◆ **What you are asked to do**
Scan the entries below. Report each line where the string "bool" occurs.

··········

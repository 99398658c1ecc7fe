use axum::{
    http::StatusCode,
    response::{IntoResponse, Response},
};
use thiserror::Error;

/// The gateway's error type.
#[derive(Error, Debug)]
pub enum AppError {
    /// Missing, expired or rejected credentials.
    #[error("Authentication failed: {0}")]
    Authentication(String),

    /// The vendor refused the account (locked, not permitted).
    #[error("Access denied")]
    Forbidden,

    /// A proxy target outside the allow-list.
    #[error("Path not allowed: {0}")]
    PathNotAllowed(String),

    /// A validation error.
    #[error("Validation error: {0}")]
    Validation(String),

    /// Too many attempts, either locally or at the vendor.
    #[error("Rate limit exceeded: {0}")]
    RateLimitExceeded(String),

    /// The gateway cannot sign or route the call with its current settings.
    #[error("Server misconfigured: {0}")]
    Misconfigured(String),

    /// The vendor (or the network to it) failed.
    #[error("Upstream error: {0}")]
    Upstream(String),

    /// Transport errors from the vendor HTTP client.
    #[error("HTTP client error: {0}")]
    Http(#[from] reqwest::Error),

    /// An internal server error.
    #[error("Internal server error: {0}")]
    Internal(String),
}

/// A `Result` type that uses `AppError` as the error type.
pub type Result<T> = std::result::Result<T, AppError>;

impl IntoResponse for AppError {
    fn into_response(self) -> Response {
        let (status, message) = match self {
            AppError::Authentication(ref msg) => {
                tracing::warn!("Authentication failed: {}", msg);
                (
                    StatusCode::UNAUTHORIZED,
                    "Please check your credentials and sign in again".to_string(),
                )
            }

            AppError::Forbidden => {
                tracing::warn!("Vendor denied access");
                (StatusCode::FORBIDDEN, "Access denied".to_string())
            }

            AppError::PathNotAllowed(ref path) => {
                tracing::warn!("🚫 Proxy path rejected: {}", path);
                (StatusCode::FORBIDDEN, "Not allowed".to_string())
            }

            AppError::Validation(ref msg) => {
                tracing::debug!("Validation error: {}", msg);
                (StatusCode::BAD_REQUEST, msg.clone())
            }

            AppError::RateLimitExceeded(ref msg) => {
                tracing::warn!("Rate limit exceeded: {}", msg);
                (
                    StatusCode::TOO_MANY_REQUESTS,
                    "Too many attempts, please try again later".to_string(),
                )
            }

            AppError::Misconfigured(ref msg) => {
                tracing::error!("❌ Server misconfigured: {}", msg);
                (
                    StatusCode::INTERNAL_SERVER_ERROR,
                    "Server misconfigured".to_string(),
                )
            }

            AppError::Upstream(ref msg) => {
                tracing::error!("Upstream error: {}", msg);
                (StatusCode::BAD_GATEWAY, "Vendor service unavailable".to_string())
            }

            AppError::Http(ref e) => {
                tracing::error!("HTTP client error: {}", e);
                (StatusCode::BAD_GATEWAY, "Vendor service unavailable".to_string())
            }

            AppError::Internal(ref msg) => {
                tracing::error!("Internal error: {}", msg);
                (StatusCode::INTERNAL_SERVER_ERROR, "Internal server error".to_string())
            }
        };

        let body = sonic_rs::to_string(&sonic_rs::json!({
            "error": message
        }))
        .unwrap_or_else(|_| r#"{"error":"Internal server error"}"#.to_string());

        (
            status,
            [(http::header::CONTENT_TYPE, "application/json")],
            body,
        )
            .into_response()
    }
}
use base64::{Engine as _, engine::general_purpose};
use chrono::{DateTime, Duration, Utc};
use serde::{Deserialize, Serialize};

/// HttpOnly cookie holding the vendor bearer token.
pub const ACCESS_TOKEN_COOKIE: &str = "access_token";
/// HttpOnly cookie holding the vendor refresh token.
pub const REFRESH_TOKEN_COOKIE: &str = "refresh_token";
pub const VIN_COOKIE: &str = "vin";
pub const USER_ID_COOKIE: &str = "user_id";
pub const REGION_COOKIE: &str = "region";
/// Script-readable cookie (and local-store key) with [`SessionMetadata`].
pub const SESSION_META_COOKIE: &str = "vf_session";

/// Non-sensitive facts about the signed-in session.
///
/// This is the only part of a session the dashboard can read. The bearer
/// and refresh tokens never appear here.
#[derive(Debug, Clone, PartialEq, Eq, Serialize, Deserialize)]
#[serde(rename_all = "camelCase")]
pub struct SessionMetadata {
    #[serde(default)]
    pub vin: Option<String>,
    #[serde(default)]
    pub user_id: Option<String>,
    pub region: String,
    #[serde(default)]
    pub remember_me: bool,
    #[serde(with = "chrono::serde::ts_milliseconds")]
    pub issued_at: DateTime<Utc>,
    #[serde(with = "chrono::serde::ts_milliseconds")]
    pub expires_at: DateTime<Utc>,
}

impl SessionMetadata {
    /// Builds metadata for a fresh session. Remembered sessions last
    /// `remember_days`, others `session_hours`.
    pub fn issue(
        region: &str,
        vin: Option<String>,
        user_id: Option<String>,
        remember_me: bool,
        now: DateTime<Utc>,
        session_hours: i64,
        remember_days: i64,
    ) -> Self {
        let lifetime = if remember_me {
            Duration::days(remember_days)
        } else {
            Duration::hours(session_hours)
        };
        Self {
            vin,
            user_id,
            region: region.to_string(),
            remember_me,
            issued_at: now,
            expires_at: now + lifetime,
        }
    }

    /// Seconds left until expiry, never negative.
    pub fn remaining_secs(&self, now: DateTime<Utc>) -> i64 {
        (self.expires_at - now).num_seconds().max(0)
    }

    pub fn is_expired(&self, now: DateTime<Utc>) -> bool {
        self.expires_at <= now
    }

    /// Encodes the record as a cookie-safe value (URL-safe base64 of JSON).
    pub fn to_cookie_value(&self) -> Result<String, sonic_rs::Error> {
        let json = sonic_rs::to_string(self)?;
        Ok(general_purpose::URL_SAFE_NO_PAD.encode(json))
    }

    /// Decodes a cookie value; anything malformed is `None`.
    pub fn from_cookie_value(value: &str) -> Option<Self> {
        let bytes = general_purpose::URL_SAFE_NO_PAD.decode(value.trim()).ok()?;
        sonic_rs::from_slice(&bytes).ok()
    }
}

··········

◆ **Exercise output**
    pub remember_me: bool,
        remember_me: bool,
    pub fn is_expired(&self, now: DateTime<Utc>) -> bool {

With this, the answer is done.